### [ASSIGNED TASK]
Provide an exact copy of the lines from the beginning of the records through the line that includes "use nix::unistd;", and of no others.

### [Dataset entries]
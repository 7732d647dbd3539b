//! Small filesystem helpers shared by the server and client binaries.
//!
//! `atomic_write` follows the teacher's `file_set_contents` discipline:
//! write to a sibling temp file, fsync-free rename over the target. On
//! the same filesystem `rename(2)` is atomic, so readers never observe
//! a partially written snapshot.

use std::io::Write;
use std::path::Path;

use anyhow::{bail, Context, Result};
use nix::unistd;

pub fn atomic_write<P: AsRef<Path>>(path: P, data: &[u8]) -> Result<()> {
    let path = path.as_ref();

    let mut template = path.to_owned();
    let mut file_name = template.file_name().unwrap_or_default().to_os_string();
    file_name.push(".tmp_XXXXXX");
    template.set_file_name(file_name);

    let (fd, tmp_path) = unistd::mkstemp(&template)
        .with_context(|| format!("mkstemp {template:?} failed"))?;

    let result = (|| -> Result<()> {
        use std::os::unix::io::FromRawFd;
        let mut file = unsafe { std::fs::File::from_raw_fd(fd) };
        file.write_all(data).context("write failed")?;
        std::fs::rename(&tmp_path, path)
            .with_context(|| format!("atomic rename to {path:?} failed"))?;
        Ok(())
    })();

    if result.is_err() {
        let _ = unistd::unlink(&tmp_path);
    }

    result
}

/// Removes a path if it exists; a missing path is not an error (the
/// server may be cleaning up after a socket it never fully created).
pub fn remove_if_exists<P: AsRef<Path>>(path: P) -> Result<()> {
    match std::fs::remove_file(path.as_ref()) {
        Ok(()) => Ok(()),
        Err(err) if err.kind() == std::io::ErrorKind::NotFound => Ok(()),
        Err(err) => bail!("failed to remove {:?}: {err}", path.as_ref()),
    }
}

#[cfg(test)]
mod tests {
    use super::*;
    use tempfile::tempdir;

    #[test]
    fn atomic_write_creates_file_with_contents() {
        let dir = tempdir().unwrap();
        let path = dir.path().join("doc.md");
        atomic_write(&path, b"hello").unwrap();
        assert_eq!(std::fs::read(&path).unwrap(), b"hello");
    }

    #[test]
    fn atomic_write_replaces_existing_contents() {
        let dir = tempdir().unwrap();
        let path = dir.path().join("doc.md");
        atomic_write(&path, b"first").unwrap();
        atomic_write(&path, b"second").unwrap();
        assert_eq!(std::fs::read(&path).unwrap(), b"second");
    }

    #[test]
    fn remove_if_exists_tolerates_missing_file() {
        let dir = tempdir().unwrap();
        let path = dir.path().join("missing");
        assert!(remove_if_exists(&path).is_ok());
    }
}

### [ANSWER SPACE]
repository 7732d647dbd3539b
//! Small filesystem helpers shared by the server and client binaries.
//!
//! `atomic_write` follows the teacher's `file_set_contents` discipline:
//! write to a sibling temp file, fsync-free rename over the target. On
//! the same filesystem `rename(2)` is atomic, so readers never observe
//! a partially written snapshot.

use std::io::Write;
use std::path::Path;

use anyhow::{bail, Context, Result};
use nix::unistd;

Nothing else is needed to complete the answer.